« Le mouvement pour la démocratie en Serbie pose la question d’une refondation démocratique de l’Europe par une remise en cause des bases actuelles de l’Union… » Le philosophe Pierre Dardot répond aux questions du Courrier des Balkans.
Il a récemment publié, avec Christian Laval, Instituer les mondes – pour une cosmopolitique des communs (La Découverte, 2025), cherchant à fonder une perspective de sortie de la crise du néolibéralisme (marchandisation du monde et anthropocène) et à contrecarrer les propositions autoritaristes. Le philosophe et le sociologue ont déjà fourni nombre d’analyses sur la souveraineté et la forme de domination exercées par l’État en insistant sur leur historicité et motivant leur dépassement ainsi que celui du strict cadre national (sans estimer qu’un « grand soir » quelconque soit en mesure d’y parvenir).
Dans une interview au Monde le 7 mai 2020, ils défendaient une « véritable démocratie » et avançaient que la « cosmopolitique des communs tient à la capacité des citoyens de se ressaisir des décisions sur leur propre vie. Il n’est qu’une voie pour y parvenir : l’expérimentation de la démocratie à tous les échelons, du plus local au plus global, par la création et la multiplication d’institutions nouvelles, celles des communs, qui ont pour caractéristiques de faire prévaloir les droits d’usage, le respect des milieux de vie, les règles les plus strictes de la codélibération et de la codécision ». Ils en appelaient ensuite à la formation de « coalitions citoyennes aux formes très diverses ». Pierre Dardot et Christian Laval font souvent référence aux luttes du Chiapas et des Kurdes du Rojava, aux coopératives, au « mouvement des places » et au communalisme libertaire.
Le Courrier des Balkans (CdB) : Les pays issus de l’ex-Yougoslavie ont fait l’expérience du nationalisme et de la guerre il y a plus de 30 ans. Les conséquences pèsent encore et cet horizon s’étend en Europe comme sur d’autres continents. Le mouvement des étudiants et de la société civile en Serbie – depuis huit mois – trace une perspective différente : demande de justice contre la corruption et le népotisme, de démocratie directe mise en pratique hic et nunc, gestes et propos de réconciliation avec les peuples voisins acteurs/victimes du conflit où le nationalisme serbe a joué un rôle central. Quel regard portez-vous sur ce mouvement ? En rend-on compte suffisamment ici ?

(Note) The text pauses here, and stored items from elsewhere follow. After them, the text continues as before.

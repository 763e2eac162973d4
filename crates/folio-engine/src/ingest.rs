//! Streaming XML ingestion.
//!
//! One pass over the corpus with a pull parser. Direct children of the root
//! element are records; each record's byte span runs from the end of the
//! previous record (initially the end of the root start tag) to the end of
//! its own end tag. `<author>` and `<title>` text becomes the keys fed into
//! the subdatabases, the inverted index, and (for authors) the top-K tally.

use crate::database::Database;
use folio_common::{DocSpan, Field, FolioError, Result};
use quick_xml::events::Event;
use quick_xml::Reader;
use std::fs::File;
use std::io::BufReader;
use std::path::Path;

/// Counters reported after an ingest pass.
#[derive(Debug, Clone, Copy, Default, PartialEq, Eq)]
pub struct IngestStats {
    /// Record elements flushed.
    pub records: u64,
    /// Keys inserted across both fields.
    pub keys: u64,
    /// Elements seen, for progress reporting.
    pub elements: u64,
}

/// Reads `path` and feeds every record into `db`.
pub fn ingest_xml(db: &mut Database, path: impl AsRef<Path>) -> Result<IngestStats> {
    let path = path.as_ref();
    let file = File::open(path)?;
    let mut reader = Reader::from_reader(BufReader::new(file));

    let mut buf = Vec::new();
    let mut stats = IngestStats::default();
    let mut depth = 0usize;
    let mut span_start = 0usize;
    let mut capturing: Option<Field> = None;
    let mut text = String::new();
    let mut authors: Vec<String> = Vec::new();
    let mut titles: Vec<String> = Vec::new();

    tracing::info!(path = %path.display(), "ingest started");

    loop {
        match reader.read_event_into(&mut buf) {
            Err(e) => return Err(FolioError::Xml(e.to_string())),
            Ok(Event::Eof) => break,
            Ok(Event::Start(start)) => {
                depth += 1;
                text.clear();
                capturing = field_of(start.name().as_ref());
                if depth == 1 {
                    // Record spans begin after the root start tag.
                    span_start = reader.buffer_position();
                }
            }
            Ok(Event::End(end)) => {
                capturing = field_of(end.name().as_ref());
                depth = depth.saturating_sub(1);
                stats.elements += 1;
                if stats.elements % 100_000 == 0 {
                    tracing::info!(elements = stats.elements, "ingest progress");
                }

                if let Some(field) = capturing {
                    for key in split_keys(&text) {
                        match field {
                            Field::Author => authors.push(key),
                            Field::Title => titles.push(key),
                        }
                    }
                    text.clear();
                }

                if depth == 1 {
                    let end_pos = reader.buffer_position();
                    let span =
                        DocSpan::new(span_start as u32, (end_pos - span_start) as u32);
                    stats.keys += flush_record(db, &mut authors, &mut titles, span)?;
                    span_start = end_pos;
                    stats.records += 1;
                }
            }
            Ok(Event::Empty(_)) => {
                stats.elements += 1;
                text.clear();
                capturing = None;
            }
            Ok(Event::Text(t)) => {
                if capturing.is_some() {
                    let piece = t
                        .unescape()
                        .map_err(|e| FolioError::Xml(e.to_string()))?;
                    text.push_str(&piece);
                }
            }
            Ok(_) => {}
        }
        buf.clear();
    }

    tracing::info!(
        records = stats.records,
        keys = stats.keys,
        "ingest finished"
    );
    Ok(stats)
}

fn field_of(name: &[u8]) -> Option<Field> {
    match name {
        b"author" => Some(Field::Author),
        b"title" => Some(Field::Title),
        _ => None,
    }
}

/// Splits an element's text into individual keys on `" - "` and `"; "`,
/// whichever comes first, repeatedly. Blank pieces are dropped.
fn split_keys(text: &str) -> Vec<String> {
    let mut out = Vec::new();
    let mut rest = text;
    loop {
        let dash = rest.find(" - ");
        let semi = rest.find("; ");
        let (at, sep_len) = match (dash, semi) {
            (Some(d), Some(s)) if d < s => (d, 3),
            (Some(d), None) => (d, 3),
            (_, Some(s)) => (s, 2),
            (None, None) => break,
        };
        push_trimmed(&mut out, &rest[..at]);
        rest = &rest[at + sep_len..];
    }
    push_trimmed(&mut out, rest);
    out
}

fn push_trimmed(out: &mut Vec<String>, piece: &str) {
    let trimmed = piece.trim();
    if !trimmed.is_empty() {
        out.push(trimmed.to_string());
    }
}

fn flush_record(
    db: &mut Database,
    authors: &mut Vec<String>,
    titles: &mut Vec<String>,
    span: DocSpan,
) -> Result<u64> {
    let mut keys = 0;
    for name in authors.drain(..) {
        db.insert(span, &name, Field::Author)?;
        db.inverted_index().build(name.split_whitespace(), span)?;
        db.topk().insert(&name)?;
        keys += 1;
    }
    for title in titles.drain(..) {
        db.insert(span, &title, Field::Title)?;
        db.inverted_index().build(title.split_whitespace(), span)?;
        keys += 1;
    }
    Ok(keys)
}

#[cfg(test)]
mod tests {
    use super::*;
    use folio_common::DatabaseConfig;
    use std::io::Write;
    use tempfile::tempdir;

    #[test]
    fn test_split_keys_single() {
        assert_eq!(split_keys("A Single Title"), vec!["A Single Title"]);
    }

    #[test]
    fn test_split_keys_separators() {
        assert_eq!(
            split_keys("Ann Smith; Bob Jones"),
            vec!["Ann Smith", "Bob Jones"]
        );
        assert_eq!(split_keys("Part One - Part Two"), vec!["Part One", "Part Two"]);
        assert_eq!(
            split_keys("A - B; C - D"),
            vec!["A", "B", "C", "D"]
        );
    }

    #[test]
    fn test_split_keys_drops_blanks() {
        assert!(split_keys("   ").is_empty());
        assert_eq!(split_keys("X;  "), vec!["X"]);
        assert_eq!(split_keys("A;  - B"), vec!["A", "B"]);
    }

    #[test]
    fn test_ingest_small_corpus() {
        let dir = tempdir().unwrap();
        let config = DatabaseConfig {
            data_dir: dir.path().join("db"),
            ..Default::default()
        };

        let xml_path = dir.path().join("corpus.xml");
        let mut file = File::create(&xml_path).unwrap();
        write!(
            file,
            "<dblp><article><author>Ann Smith</author>\
             <title>Red Fox Tales</title></article>\
             <article><author>Bob Jones; Ann Smith</author>\
             <title>Red Bird Song</title></article></dblp>"
        )
        .unwrap();

        let mut db = Database::open("t", true, &config).unwrap();
        let stats = ingest_xml(&mut db, &xml_path).unwrap();

        assert_eq!(stats.records, 2);
        // Record 1: one author + one title; record 2: two authors + one title.
        assert_eq!(stats.keys, 5);

        // Prefix lookup over ingested authors.
        let hits = db.find("Ann", Field::Author).unwrap();
        assert_eq!(hits.len(), 2);

        // Inverted index intersection over ingested tokens.
        let red = db.search(&["Red".to_string()]).unwrap();
        assert_eq!(red.len(), 2);
        let red_fox = db
            .search(&["Red".to_string(), "Fox".to_string()])
            .unwrap();
        assert_eq!(red_fox.len(), 1);

        // Tally over authors.
        db.topk().make_topk(10).unwrap();
        let top = db.topk().top(1);
        assert_eq!(top, vec![("Ann Smith".to_string(), 2)]);

        // Spans point back into the source file.
        let bytes = std::fs::read(&xml_path).unwrap();
        let span = red_fox[0];
        let excerpt =
            &bytes[span.pos as usize..(span.pos + span.len) as usize];
        let excerpt = String::from_utf8_lossy(excerpt);
        assert!(excerpt.contains("Red Fox Tales"), "excerpt: {}", excerpt);
    }
}
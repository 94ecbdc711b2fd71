//! In-memory object storage for tests and local runs

use async_trait::async_trait;
use mediavault_types::Cid;
use std::collections::HashMap;
use std::io::Cursor;
use std::sync::atomic::{AtomicUsize, Ordering};
use std::sync::Mutex;
use tokio::io::AsyncReadExt;

use super::{cid_of, ObjectReader, ObjectStorage};
use crate::error::StorageError;

#[derive(Default)]
pub struct MemoryStorage {
    objects: Mutex<HashMap<String, Vec<u8>>>,
    deletions: Mutex<Vec<String>>,
    pushed: Mutex<Vec<String>>,
    pushes: AtomicUsize,
    /// Fail every push once this many bytes have been read from its source
    fail_after: Option<usize>,
}

impl MemoryStorage {
    pub fn new() -> Self {
        Self::default()
    }

    /// Storage whose pushes fail after reading `bytes` from the source
    pub fn failing_after(bytes: usize) -> Self {
        Self {
            fail_after: Some(bytes),
            ..Self::default()
        }
    }

    pub fn put(&self, key: &str, bytes: impl Into<Vec<u8>>) {
        if let Ok(mut objects) = self.objects.lock() {
            objects.insert(key.to_string(), bytes.into());
        }
    }

    pub fn get(&self, key: &str) -> Option<Vec<u8>> {
        self.objects.lock().ok()?.get(key).cloned()
    }

    pub fn contains(&self, key: &str) -> bool {
        self.get(key).is_some()
    }

    pub fn keys(&self) -> Vec<String> {
        let mut keys: Vec<String> = self
            .objects
            .lock()
            .map(|objects| objects.keys().cloned().collect())
            .unwrap_or_default();
        keys.sort();
        keys
    }

    /// Keys passed to `delete`, in call order
    pub fn deletions(&self) -> Vec<String> {
        self.deletions.lock().map(|d| d.clone()).unwrap_or_default()
    }

    pub fn push_count(&self) -> usize {
        self.pushes.load(Ordering::SeqCst)
    }

    /// How many pushes targeted `key`
    pub fn pushes_to(&self, key: &str) -> usize {
        self.pushed
            .lock()
            .map(|pushed| pushed.iter().filter(|k| *k == key).count())
            .unwrap_or(0)
    }

    fn lock_error() -> StorageError {
        StorageError::Request("memory storage lock poisoned".to_string())
    }
}

#[async_trait]
impl ObjectStorage for MemoryStorage {
    async fn push_path(&self, key: &str, mut reader: ObjectReader) -> Result<Cid, StorageError> {
        self.pushes.fetch_add(1, Ordering::SeqCst);
        self.pushed
            .lock()
            .map_err(|_| Self::lock_error())?
            .push(key.to_string());

        let mut body = Vec::new();
        match self.fail_after {
            Some(limit) => {
                let mut chunk = [0u8; 8192];
                loop {
                    let n = reader.read(&mut chunk).await?;
                    if n == 0 {
                        break;
                    }
                    body.extend_from_slice(&chunk[..n]);
                    if body.len() >= limit {
                        return Err(StorageError::Request(format!(
                            "injected failure after {} bytes for {}",
                            body.len(),
                            key
                        )));
                    }
                }
            }
            None => {
                reader.read_to_end(&mut body).await?;
            }
        }

        let cid = cid_of(&body);
        self.objects
            .lock()
            .map_err(|_| Self::lock_error())?
            .insert(key.to_string(), body);
        Ok(cid)
    }

    async fn obj_reader(&self, key: &str) -> Result<ObjectReader, StorageError> {
        let body = self
            .get(key)
            .ok_or_else(|| StorageError::NotFound(key.to_string()))?;
        Ok(Box::pin(Cursor::new(body)))
    }

    async fn delete(&self, key: &str) -> Result<(), StorageError> {
        self.deletions
            .lock()
            .map_err(|_| Self::lock_error())?
            .push(key.to_string());
        self.objects
            .lock()
            .map_err(|_| Self::lock_error())?
            .remove(key);
        Ok(())
    }
}
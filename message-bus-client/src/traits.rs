//! Traits for message bus operations

use async_trait::async_trait;
use futures::Stream;
use mediavault_types::Event;
use std::pin::Pin;

/// Stream of events delivered by a subscription
pub type EventStream<'a> =
    Pin<Box<dyn Stream<Item = std::result::Result<Event, crate::error::MessageBusError>> + Send + 'a>>;

/// Trait for message bus clients
#[async_trait]
pub trait MessageBusClient: Send + Sync {
    /// Publish an event to the message bus
    async fn publish(&self, event: &Event) -> Result<(), crate::error::MessageBusError>;

    /// Subscribe to events of a specific type, given by its dotted name
    /// (e.g. `media.uploaded`)
    fn subscribe(&self, event_type: &str) -> EventStream<'_>;

    /// Check if the client is connected
    async fn is_connected(&self) -> bool;

    /// Get the client type name
    fn client_type(&self) -> &str;
}

/// Subject an event type is published on
pub fn subject_for(prefix: &str, event_type: &str) -> String {
    format!("{}.{}", prefix, event_type.replace('.', "_"))
}
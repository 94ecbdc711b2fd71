//! Message Bus Client Library
//!
//! Publishes pipeline outcome events and consumes intake and transcoder
//! notifications from NATS JetStream. An in-process implementation backs
//! tests and single-node runs.

pub mod error;
pub mod memory;
pub mod nats;
pub mod traits;

pub use error::*;
pub use memory::*;
pub use nats::*;
pub use traits::*;
//! Per-asset DRM metadata generation

use chrono::{DateTime, Utc};
use rand::RngCore;
use sha2::{Digest, Sha256};
use uuid::Uuid;

use crate::key_types::{ContentKey, DrmMetadata, Iv, KeyId};

/// The owner fields the key id is derived from
#[derive(Debug, Clone)]
pub struct OwnerIdentity<'a> {
    pub owner_id: Uuid,
    pub created_at: DateTime<Utc>,
    /// Hex encoded public key, exactly as stored on the account
    pub public_key: &'a str,
}

/// Derive the key id from the owner's id, account creation time and public
/// key. The same owner always gets the same id.
pub fn derive_key_id(owner: &OwnerIdentity<'_>) -> KeyId {
    let mut hasher = Sha256::new();
    hasher.update(owner.owner_id.to_string().as_bytes());
    hasher.update(owner.created_at.timestamp().to_string().as_bytes());
    hasher.update(owner.public_key.as_bytes());
    let digest = hasher.finalize();

    let mut kid = [0u8; KeyId::LEN];
    kid.copy_from_slice(&digest[..KeyId::LEN]);
    KeyId::from_bytes(kid)
}

/// Fresh random content key and first IV for an asset owned by `owner`
pub fn generate_drm_metadata(owner: &OwnerIdentity<'_>) -> DrmMetadata {
    let mut rng = rand::thread_rng();

    let mut key = [0u8; ContentKey::LEN];
    rng.fill_bytes(&mut key);
    let mut iv = [0u8; Iv::LEN];
    rng.fill_bytes(&mut iv);

    DrmMetadata {
        first_iv: Iv::from_bytes(iv),
        key: ContentKey::from_bytes(key),
        key_id: derive_key_id(owner),
    }
}
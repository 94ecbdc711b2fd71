//! In-memory unit of work

use mediavault_types::Asset;

use crate::naming::ArtifactNames;

/// Where the job's content comes from
#[derive(Debug, Clone, PartialEq, Eq)]
pub enum JobSource {
    /// Staged upload: local path, `s3://` location or http(s) URL
    Upload { location: String },
    Youtube { video_id: String },
}

#[derive(Debug, Clone)]
pub struct JobMeta {
    pub original_name: String,
    pub content_type: String,
    pub names: ArtifactNames,
    pub source: JobSource,
}

/// An asset paired with what the pipeline needs to process it. Never
/// persisted; a restart loses queued jobs.
#[derive(Debug, Clone)]
pub struct Job {
    pub asset: Asset,
    pub meta: JobMeta,
}

impl Job {
    pub fn is_youtube(&self) -> bool {
        matches!(self.meta.source, JobSource::Youtube { .. })
    }
}
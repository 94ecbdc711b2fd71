//! Video metadata and stream URL resolution

use async_trait::async_trait;
use serde::Deserialize;
use std::sync::Arc;
use tokio_util::sync::CancellationToken;
use tracing::debug;

use crate::error::YoutubeError;
use crate::tools::ToolRunner;

/// One downloadable rendition of a video
#[derive(Debug, Clone, Default, PartialEq, Deserialize)]
pub struct VideoFormat {
    pub format_id: String,
    #[serde(default)]
    pub ext: String,
    /// `"none"` for audio-only formats
    #[serde(default)]
    pub vcodec: Option<String>,
    /// `"none"` for video-only formats
    #[serde(default)]
    pub acodec: Option<String>,
    #[serde(default)]
    pub width: Option<u32>,
    #[serde(default)]
    pub height: Option<u32>,
    /// Audio bitrate in kbps
    #[serde(default)]
    pub abr: Option<f64>,
    #[serde(default)]
    pub url: Option<String>,
}

impl VideoFormat {
    fn codec_present(codec: &Option<String>) -> bool {
        codec.as_deref().is_some_and(|c| !c.is_empty() && c != "none")
    }

    pub fn has_video(&self) -> bool {
        Self::codec_present(&self.vcodec)
    }

    pub fn has_audio(&self) -> bool {
        Self::codec_present(&self.acodec)
    }
}

#[derive(Debug, Clone, Default, PartialEq, Deserialize)]
pub struct Thumbnail {
    pub url: String,
    #[serde(default)]
    pub width: Option<u32>,
    #[serde(default)]
    pub height: Option<u32>,
}

impl Thumbnail {
    pub fn area(&self) -> u64 {
        u64::from(self.width.unwrap_or(0)) * u64::from(self.height.unwrap_or(0))
    }
}

#[derive(Debug, Clone, Default, PartialEq, Deserialize)]
pub struct VideoInfo {
    pub id: String,
    #[serde(default)]
    pub title: String,
    #[serde(default)]
    pub formats: Vec<VideoFormat>,
    #[serde(default)]
    pub thumbnails: Vec<Thumbnail>,
}

#[async_trait]
pub trait YoutubeResolver: Send + Sync {
    async fn get_video(&self, video_id: &str) -> Result<VideoInfo, YoutubeError>;

    /// Direct URL of one format's stream
    async fn stream_url(&self, video: &VideoInfo, format: &VideoFormat) -> Result<String, YoutubeError>;
}

/// Resolves videos by asking yt-dlp for the JSON description
pub struct YtDlpResolver {
    runner: Arc<dyn ToolRunner>,
    program: String,
}

impl YtDlpResolver {
    pub fn new(runner: Arc<dyn ToolRunner>, program: impl Into<String>) -> Self {
        Self {
            runner,
            program: program.into(),
        }
    }
}

pub fn watch_url(video_id: &str) -> String {
    format!("https://www.youtube.com/watch?v={}", video_id)
}

#[async_trait]
impl YoutubeResolver for YtDlpResolver {
    async fn get_video(&self, video_id: &str) -> Result<VideoInfo, YoutubeError> {
        let args = crate::args!["-J", "--no-warnings", "--skip-download", watch_url(video_id)];
        let output = self
            .runner
            .run(&self.program, &args, &CancellationToken::new())
            .await
            .map_err(|e| YoutubeError::Resolve(e.to_string()))?;

        let info: VideoInfo = serde_json::from_str(&output.stdout)
            .map_err(|e| YoutubeError::Resolve(format!("unreadable video description: {}", e)))?;
        debug!(
            video_id,
            formats = info.formats.len(),
            thumbnails = info.thumbnails.len(),
            "Resolved video"
        );
        Ok(info)
    }

    async fn stream_url(&self, video: &VideoInfo, format: &VideoFormat) -> Result<String, YoutubeError> {
        format.url.clone().ok_or_else(|| {
            YoutubeError::Resolve(format!(
                "format {} of {} has no stream URL",
                format.format_id, video.id
            ))
        })
    }
}
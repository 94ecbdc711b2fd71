//! Remote transcoder API client

use async_trait::async_trait;
use mediavault_config::TranscoderConfig;
use mediavault_types::RemoteJobState;
use serde::Deserialize;
use std::time::Duration;
use tracing::{debug, info};

use super::job::JobSpec;
use crate::error::TranscoderError;

/// State of a remote job as last reported by the service
#[derive(Debug, Clone, PartialEq, Eq)]
pub struct JobStatus {
    pub name: String,
    pub state: RemoteJobState,
    pub failure_reason: Option<String>,
}

#[async_trait]
pub trait TranscoderClient: Send + Sync {
    async fn create_job(&self, spec: &JobSpec) -> Result<JobStatus, TranscoderError>;

    async fn get_job(&self, name: &str) -> Result<JobStatus, TranscoderError>;

    async fn delete_job(&self, name: &str) -> Result<(), TranscoderError>;
}

#[derive(Debug, Deserialize)]
struct JobResource {
    name: String,
    #[serde(default)]
    state: Option<String>,
    #[serde(default)]
    error: Option<JobErrorResource>,
}

#[derive(Debug, Deserialize)]
struct JobErrorResource {
    #[serde(default)]
    message: String,
}

impl From<JobResource> for JobStatus {
    fn from(resource: JobResource) -> Self {
        Self {
            state: resource
                .state
                .as_deref()
                .map(RemoteJobState::parse)
                .unwrap_or(RemoteJobState::Unspecified),
            failure_reason: resource.error.map(|e| e.message).filter(|m| !m.is_empty()),
            name: resource.name,
        }
    }
}

/// REST client for a Transcoder-API style service
pub struct HttpTranscoderClient {
    http: reqwest::Client,
    endpoint: String,
    parent: String,
    access_token: Option<String>,
}

impl HttpTranscoderClient {
    pub fn new(config: &TranscoderConfig) -> Result<Self, TranscoderError> {
        let http = reqwest::Client::builder()
            .timeout(Duration::from_secs(60))
            .build()
            .map_err(|e| TranscoderError::Request(e.to_string()))?;

        info!(endpoint = %config.endpoint, project = %config.project, "Transcoder client initialized");

        Ok(Self {
            http,
            endpoint: config.endpoint.trim_end_matches('/').to_string(),
            parent: format!("projects/{}/locations/{}", config.project, config.location),
            access_token: config.access_token.clone(),
        })
    }

    fn url(&self, path: &str) -> String {
        format!("{}/v1/{}", self.endpoint, path.trim_start_matches('/'))
    }

    fn authorize(&self, request: reqwest::RequestBuilder) -> reqwest::RequestBuilder {
        match &self.access_token {
            Some(token) => request.bearer_auth(token),
            None => request,
        }
    }

    async fn send(&self, request: reqwest::RequestBuilder) -> Result<reqwest::Response, TranscoderError> {
        let response = self
            .authorize(request)
            .send()
            .await
            .map_err(|e| TranscoderError::Request(e.to_string()))?;

        if !response.status().is_success() {
            let status = response.status().as_u16();
            let body = response.text().await.unwrap_or_default();
            return Err(TranscoderError::Api { status, body });
        }
        Ok(response)
    }
}

#[async_trait]
impl TranscoderClient for HttpTranscoderClient {
    async fn create_job(&self, spec: &JobSpec) -> Result<JobStatus, TranscoderError> {
        let url = self.url(&format!("{}/jobs", self.parent));
        let response = self.send(self.http.post(&url).json(spec)).await?;
        let resource: JobResource = response
            .json()
            .await
            .map_err(|e| TranscoderError::Request(e.to_string()))?;

        debug!(job_name = %resource.name, "Transcoder job created");
        Ok(resource.into())
    }

    async fn get_job(&self, name: &str) -> Result<JobStatus, TranscoderError> {
        let response = self.send(self.http.get(self.url(name))).await?;
        let resource: JobResource = response
            .json()
            .await
            .map_err(|e| TranscoderError::Request(e.to_string()))?;
        Ok(resource.into())
    }

    async fn delete_job(&self, name: &str) -> Result<(), TranscoderError> {
        self.send(self.http.delete(self.url(name))).await?;
        debug!(job_name = name, "Transcoder job deleted");
        Ok(())
    }
}
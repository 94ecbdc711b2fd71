//! Error types for the media pipeline

use std::fmt;
use thiserror::Error;

/// An external executable could not be run to completion
#[derive(Error, Debug)]
pub enum ToolError {
    #[error("Failed to start {program}: {source}")]
    Spawn {
        program: String,
        #[source]
        source: std::io::Error,
    },

    #[error("{program} exited with {status}: {output}")]
    Failed {
        program: String,
        status: String,
        /// Combined stdout and stderr
        output: String,
    },

    #[error("{program} was cancelled")]
    Cancelled { program: String },
}

/// Object storage errors
#[derive(Error, Debug)]
pub enum StorageError {
    #[error("Storage I/O error: {0}")]
    Io(#[from] std::io::Error),

    #[error("Storage request failed: {0}")]
    Request(String),

    #[error("Object not found: {0}")]
    NotFound(String),

    #[error("Mismatched upload: {files} files for {keys} keys")]
    Mismatch { files: usize, keys: usize },
}

/// Datastore errors
#[derive(Error, Debug)]
pub enum DatastoreError {
    #[error("Asset not found: {0}")]
    AssetNotFound(String),

    #[error("Account not found: {0}")]
    AccountNotFound(String),

    #[error("Asset already exists: {0}")]
    Duplicate(uuid::Uuid),

    #[error(transparent)]
    Transition(#[from] mediavault_types::TypesError),

    #[error("Datastore backend error: {0}")]
    Backend(String),
}

/// Remote transcoder errors
#[derive(Error, Debug)]
pub enum TranscoderError {
    #[error("Transcoder request failed: {0}")]
    Request(String),

    #[error("Transcoder returned {status}: {body}")]
    Api { status: u16, body: String },

    #[error("Transcoder job failed: {0}")]
    JobFailed(String),

    #[error("Unknown transcoder job state: {0}")]
    UnknownState(String),

    #[error("Timed out waiting for transcoder job {0}")]
    Timeout(String),

    #[error("No asset for transcoder job {0}")]
    UnknownJob(String),
}

/// YouTube resolution errors
#[derive(Error, Debug)]
pub enum YoutubeError {
    #[error("original not found")]
    OriginalNotFound,

    #[error("preview not found")]
    PreviewNotFound,

    #[error("audio not found")]
    AudioNotFound,

    #[error("thumbnail not found")]
    ThumbnailNotFound,

    #[error("Invalid YouTube reference: {0}")]
    InvalidReference(String),

    #[error("Failed to resolve video: {0}")]
    Resolve(String),
}

/// Both branches of a streaming transfer, either of which may have failed
#[derive(Debug, Default)]
pub struct TransferError {
    pub remote: Option<StorageError>,
    pub local: Option<std::io::Error>,
}

impl TransferError {
    pub fn is_empty(&self) -> bool {
        self.remote.is_none() && self.local.is_none()
    }
}

impl fmt::Display for TransferError {
    fn fmt(&self, f: &mut fmt::Formatter<'_>) -> fmt::Result {
        match (&self.remote, &self.local) {
            (Some(remote), Some(local)) => {
                write!(f, "remote upload failed: {}; local copy failed: {}", remote, local)
            }
            (Some(remote), None) => write!(f, "remote upload failed: {}", remote),
            (None, Some(local)) => write!(f, "local copy failed: {}", local),
            (None, None) => f.write_str("transfer failed"),
        }
    }
}

impl std::error::Error for TransferError {}

/// Pipeline errors
#[derive(Error, Debug)]
pub enum PipelineError {
    #[error("Validation error: {0}")]
    Validation(String),

    #[error("Unsupported content type: {0}")]
    UnsupportedContentType(String),

    #[error("Transfer error: {0}")]
    Transfer(#[from] TransferError),

    #[error("Tool error: {0}")]
    Tool(#[from] ToolError),

    #[error("Storage error: {0}")]
    Storage(#[from] StorageError),

    #[error("Datastore error: {0}")]
    Datastore(#[from] DatastoreError),

    #[error("Transcoder error: {0}")]
    Transcoder(#[from] TranscoderError),

    #[error("YouTube error: {0}")]
    Youtube(#[from] YoutubeError),

    #[error("Encryption error: {0}")]
    Encryption(String),

    #[error("Key error: {0}")]
    Key(#[from] mediavault_keys::KeyError),

    #[error("Download error: {0}")]
    Download(String),

    #[error("Job cancelled")]
    Cancelled,

    #[error("Job queue is full")]
    QueueFull,

    #[error("Job queue is closed")]
    QueueClosed,

    #[error("I/O error: {0}")]
    Io(#[from] std::io::Error),
}

pub type Result<T> = std::result::Result<T, PipelineError>;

Pierre Dardot (P.D.) : Telle qu’elle est formulée, votre question contient déjà les principaux éléments d’une réponse. À l’heure où la fragmentation du monde en pôles de puissances rivaux crée un terrain favorable à la multiplication des guerres au nom de la « guerre préventive » et au mépris du droit international et à la progression du néofascisme, le mouvement qui dure depuis huit mois en Serbie fait figure d’heureuse exception.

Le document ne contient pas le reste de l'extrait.